The Ducati engine is a simple affair, it has 2 valves, it’s air-cooled, and it has a bevel gear driven single overhead camshaft. The cylinder head is alloy, and it has a cast iron liner. The total capacity of the engine is a little under 350 at 340.2cc and depending on configuration it would make anything from 8hp to 16.6hp.
By the end of the 1973 to 1978 production run Condor-Werke AG had built 3,000 examples, and they’re now popular collector’s items that often make their way across auction blocks in Europe and the USA.
The Condor A350-based custom you see here started out as a stock Swiss Military bike, but it’s now likely the quickest Condor in the world – albeit one with very few parts of the original bike still in use.
The bike was built by Ducati specialist Tony Hannagan – a globally respected motorcycle builder and the founder of the Australian-based garage BevelTech. Tony has been building quick Ducatis for decades, since long before the current renaissance of two-wheeled customs, and his background as an engineer means that he builds his bikes with fastidious attention to detail.
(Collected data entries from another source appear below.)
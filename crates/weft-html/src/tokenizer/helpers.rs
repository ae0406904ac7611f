//! Helper functions for the HTML tokenizer.
//!
//! [§ 13.2.5 Tokenization](https://html.spec.whatwg.org/multipage/parsing.html#tokenization)
//!
//! This module contains utility functions used throughout the tokenizer:
//! - State transitions ("Switch to", "Reconsume in")
//! - Input/character handling ("Consume the next input character")
//! - Token emission ("Emit the current token")
//! - Attribute helpers for duplicate detection
//! - Parse error reporting

use weft_common::warning::warn_once;

use super::core::{HTMLTokenizer, TokenizerState};
use super::token::{Attribute, TagKind, Token};
use crate::error::{ParseError, ParseErrorCode};

// =============================================================================
// State Transition Helpers
// =============================================================================

impl HTMLTokenizer {
    /// "Switch to the X state"
    ///
    /// Transitions to a new state. The next character will be consumed on the
    /// next iteration of the main loop.
    pub(super) const fn switch_to(&mut self, new_state: TokenizerState) {
        self.state = new_state;
    }

    /// "Reconsume in the X state"
    ///
    /// Transitions to a new state without consuming the current character.
    /// The same character will be processed again in the new state.
    pub(super) const fn reconsume_in(&mut self, new_state: TokenizerState) {
        self.reconsume = true;
        self.state = new_state;
    }
}

// =============================================================================
// Input/Character Helpers
// =============================================================================

impl HTMLTokenizer {
    /// "Consume the next input character"
    ///
    /// Returns the character at the current position and advances the position.
    /// Returns None if we've reached the end of input.
    pub(super) fn consume(&mut self) -> Option<char> {
        let c = self.input[self.current_pos..].chars().next()?;
        self.current_pos += c.len_utf8();
        Some(c)
    }

    /// Peek at a codepoint at the given offset from the current position without
    /// consuming it.
    #[must_use]
    pub(super) fn peek_codepoint(&self, offset: usize) -> Option<char> {
        self.input[self.current_pos..].chars().nth(offset)
    }

    /// "If the next few characters are..."
    ///
    /// Check if the next few characters match the target string exactly.
    #[must_use]
    pub(super) fn next_few_characters_are(&self, target: &str) -> bool {
        self.input[self.current_pos..].starts_with(target)
    }

    /// "ASCII case-insensitive match for the word 'DOCTYPE'"
    #[must_use]
    pub(super) fn next_few_characters_are_case_insensitive(&self, target: &str) -> bool {
        let mut upcoming = self.input[self.current_pos..].chars();
        target
            .chars()
            .all(|expected| upcoming.next().is_some_and(|c| c.eq_ignore_ascii_case(&expected)))
    }

    /// "the six characters starting from the current input character are an
    /// ASCII case-insensitive match for the word ..."
    #[must_use]
    pub(super) fn current_and_next_characters_are_case_insensitive(&self, target: &str) -> bool {
        let mut chars = target.chars();
        let Some(first) = chars.next() else {
            return true;
        };
        self.current_input_character
            .is_some_and(|c| c.eq_ignore_ascii_case(&first))
            && self.next_few_characters_are_case_insensitive(chars.as_str())
    }

    /// Consume as many characters as `target` has.
    /// Caller must have already verified the characters are present.
    pub(super) fn consume_string(&mut self, target: &str) {
        for _ in target.chars() {
            let _ = self.consume();
        }
    }

    /// [§ 12.1.4 ASCII whitespace](https://infra.spec.whatwg.org/#ascii-whitespace)
    ///
    /// NOTE: HTML tokenizer uses a subset excluding CR (which is normalized earlier).
    pub(super) const fn is_whitespace_char(input_char: char) -> bool {
        // "U+0009 CHARACTER TABULATION (tab)"
        // "U+000A LINE FEED (LF)"
        // "U+000C FORM FEED (FF)"
        // "U+0020 SPACE"
        matches!(input_char, ' ' | '\t' | '\n' | '\x0C')
    }
}

// =============================================================================
// Token Emission Helpers
// =============================================================================

impl HTMLTokenizer {
    /// "Emit the current token" - adds the token to the output queue.
    pub(super) fn emit_token(&mut self) {
        self.finish_attribute();
        let Some(token) = self.current_token.take() else {
            return;
        };

        if let Token::Tag(tag) = &token {
            match tag.kind {
                // Track the last start tag name for RCDATA/RAWTEXT end tag detection
                TagKind::Start => self.last_start_tag_name = Some(tag.name.clone()),
                // [§ 13.2.5 Tokenization](https://html.spec.whatwg.org/multipage/parsing.html#tokenization)
                // "When an end tag token is emitted with attributes, that is an
                // end-tag-with-attributes parse error. When an end tag token is
                // emitted with its self-closing flag set, that is an
                // end-tag-with-trailing-solidus parse error."
                TagKind::End => {
                    if !tag.attributes.is_empty() {
                        self.parse_error(ParseErrorCode::EndTagWithAttributes);
                    }
                    if tag.self_closing {
                        self.parse_error(ParseErrorCode::EndTagWithTrailingSolidus);
                    }
                }
            }
        }
        self.token_queue.push_back(token);
    }

    /// "Emit the current input character as a character token."
    pub(super) fn emit_character_token(&mut self, c: char) {
        self.token_queue.push_back(Token::Character(c));
    }

    /// "This is an unexpected-null-character parse error. Emit a U+FFFD
    /// REPLACEMENT CHARACTER character token."
    pub(super) fn emit_replacement_character(&mut self) {
        self.parse_error(ParseErrorCode::UnexpectedNullCharacter);
        self.emit_character_token('\u{FFFD}');
    }

    /// "Emit an end-of-file token."
    pub(super) fn emit_eof_token(&mut self) {
        self.token_queue.push_back(Token::EndOfFile);
        self.at_eof = true;
    }

    /// Apply `f` to the current token, if there is one.
    pub(super) fn with_current_token(&mut self, f: impl FnOnce(&mut Token)) {
        if let Some(token) = self.current_token.as_mut() {
            f(token);
        }
    }

    pub(super) fn append_to_tag_name(&mut self, c: char) {
        self.with_current_token(|token| token.append_to_tag_name(c));
    }
}

// =============================================================================
// RCDATA/RAWTEXT Helpers
// =============================================================================

impl HTMLTokenizer {
    /// "An appropriate end tag token is an end tag token whose tag name matches
    /// the tag name of the last start tag to have been emitted from this
    /// tokenizer, if any. If no start tag has been emitted from this tokenizer,
    /// then no end tag token is appropriate."
    pub(super) fn is_appropriate_end_tag_token(&self) -> bool {
        match (&self.last_start_tag_name, &self.current_token) {
            (Some(last_start_tag), Some(token)) => {
                token.end_tag_name() == Some(last_start_tag.as_str())
            }
            _ => false,
        }
    }

    /// [§ 13.2.5.11 RCDATA end tag name state](https://html.spec.whatwg.org/multipage/parsing.html#rcdata-end-tag-name-state)
    ///
    /// "Anything else":
    /// "Emit a U+003C LESS-THAN SIGN character token, a U+002F SOLIDUS character
    /// token, and a character token for each of the characters in the temporary
    /// buffer (in the order they were added to the buffer). Reconsume in the
    /// RCDATA state."
    ///
    /// The RAWTEXT, script data and script data escaped end tag name states do
    /// the same with their own `text_state`.
    pub(super) fn emit_end_tag_name_anything_else(&mut self, text_state: TokenizerState) {
        self.emit_character_token('<');
        self.emit_character_token('/');
        let buffer = std::mem::take(&mut self.temporary_buffer);
        for c in buffer.chars() {
            self.emit_character_token(c);
        }
        self.temporary_buffer = buffer;
        self.current_token = None;
        self.reconsume_in(text_state);
    }
}

// =============================================================================
// Attribute Helpers
// =============================================================================

impl HTMLTokenizer {
    /// "Start a new attribute in the current tag token."
    pub(super) fn start_new_attribute(&mut self) {
        self.finish_attribute();
        self.current_attribute = Some(Attribute::new(String::new(), String::new()));
    }

    pub(super) fn append_to_attribute_name(&mut self, c: char) {
        if let Some(attribute) = self.current_attribute.as_mut() {
            attribute.name.push(c);
        }
    }

    pub(super) fn append_to_attribute_value(&mut self, c: char) {
        if let Some(attribute) = self.current_attribute.as_mut() {
            attribute.value.push(c);
        }
    }

    /// [§ 13.2.5.33 Attribute name state](https://html.spec.whatwg.org/multipage/parsing.html#attribute-name-state)
    ///
    /// "When the user agent leaves the attribute name state (and before emitting the
    /// tag token, if appropriate), the complete attribute's name must be compared to
    /// the other attributes on the same token; if there is already an attribute on
    /// the token with the exact same name, then this is a duplicate-attribute parse
    /// error and the new attribute must be removed from the token."
    pub(super) fn finish_attribute(&mut self) {
        let Some(attribute) = self.current_attribute.take() else {
            return;
        };
        let Some(Token::Tag(tag)) = self.current_token.as_mut() else {
            return;
        };
        if tag.attributes.iter().any(|existing| existing.name == attribute.name) {
            self.parse_error(ParseErrorCode::DuplicateAttribute);
            return;
        }
        tag.attributes.push(attribute);
    }
}

// =============================================================================
// Error Handling
// =============================================================================

impl HTMLTokenizer {
    /// [§ 13.2.2 Parse errors](https://html.spec.whatwg.org/multipage/parsing.html#parse-errors)
    ///
    /// Records a parse error and logs its code once through the weft-common
    /// warning system. Parse errors in HTML are not fatal - the tokenizer
    /// recovers and continues.
    pub(super) fn parse_error(&mut self, code: ParseErrorCode) {
        warn_once("HTML Tokenizer", code.as_ref());
        self.errors.push(ParseError {
            code,
            position: self.current_pos,
        });
    }
}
Tony had the Condor on his farm for years – a friend had bought container loads of them when they were retired from service. After using it for herding sheep and general farm activities he decided to give it new life as an out-and-out race bike – something never envisioned by the original designers.
The project began with a full teardown, the original frame and almost everything other than the engine was tossed onto the scrapheap, and a full engine rebuild was undertaken. The head was ported for better flow, the compression ratio was increased, a new higher-flow carburettor was fitted, alloy timing gears were fitted and the flywheel was removed.
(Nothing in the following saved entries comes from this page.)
//! Integration tests for named character reference lookup.

use weft_html::tokenizer::named_character_references::{any_entity_has_prefix, lookup_entity};

#[test]
fn test_lookup_common_entities() {
    assert_eq!(lookup_entity("amp;"), Some("&"));
    assert_eq!(lookup_entity("lt;"), Some("<"));
    assert_eq!(lookup_entity("gt;"), Some(">"));
    assert_eq!(lookup_entity("quot;"), Some("\""));
    assert_eq!(lookup_entity("nbsp;"), Some("\u{00A0}"));
    assert_eq!(lookup_entity("notin;"), Some("\u{2209}"));
}

#[test]
fn test_lookup_full_table() {
    assert_eq!(lookup_entity("ThinSpace;"), Some("\u{2009}"));
    assert_eq!(lookup_entity("CounterClockwiseContourIntegral;"), Some("\u{2233}"));
    assert_eq!(lookup_entity("fjlig;"), Some("fj"));
    assert_eq!(lookup_entity("NewLine;"), Some("\n"));
    assert_eq!(lookup_entity("zwnj;"), Some("\u{200C}"));
    // Only the HTML 4 names are legacy
    assert_eq!(lookup_entity("ThinSpace"), None);
}

#[test]
fn test_lookup_legacy_entities() {
    // Only the legacy names match without a semicolon
    assert_eq!(lookup_entity("amp"), Some("&"));
    assert_eq!(lookup_entity("copy"), Some("\u{00A9}"));
    assert_eq!(lookup_entity("not"), Some("\u{00AC}"));
    assert_eq!(lookup_entity("notin"), None);
}

#[test]
fn test_lookup_is_case_sensitive() {
    assert_eq!(lookup_entity("AMP;"), Some("&"));
    assert_eq!(lookup_entity("Amp;"), None);
}

#[test]
fn test_lookup_unknown_entity() {
    assert_eq!(lookup_entity("notarealentity;"), None);
    assert_eq!(lookup_entity(""), None);
}

#[test]
fn test_prefix_matching() {
    assert!(any_entity_has_prefix("a")); // amp, apos, alpha, etc.
    assert!(any_entity_has_prefix("am")); // amp
    assert!(any_entity_has_prefix("amp")); // amp, amp;
    assert!(any_entity_has_prefix("amp;")); // amp;
    assert!(any_entity_has_prefix("noti")); // notin;
    assert!(!any_entity_has_prefix("ampx")); // nothing
    assert!(!any_entity_has_prefix("xyz")); // nothing
}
The most impressive part of the new bike is doubtless its new frame, a bespoke chrome-moly unit that uses the engine as a stressed member and stores the fuel reserve in the top tube. The frame is fitted with laser-cut engine mounting plates, the wheels and brakes came from an Aprilia RS125, and the forks are off a Ducati 998 Foggy Replica.
The bodywork is a 3/4 scale version of the classic NCR design with a touch of Aprilia in the seat. The completed bike weighs in at just 98 kilograms (216 lbs) and produces 29hp at the rear wheel – making it quite a marked improvement over the heavy military bike it started out as.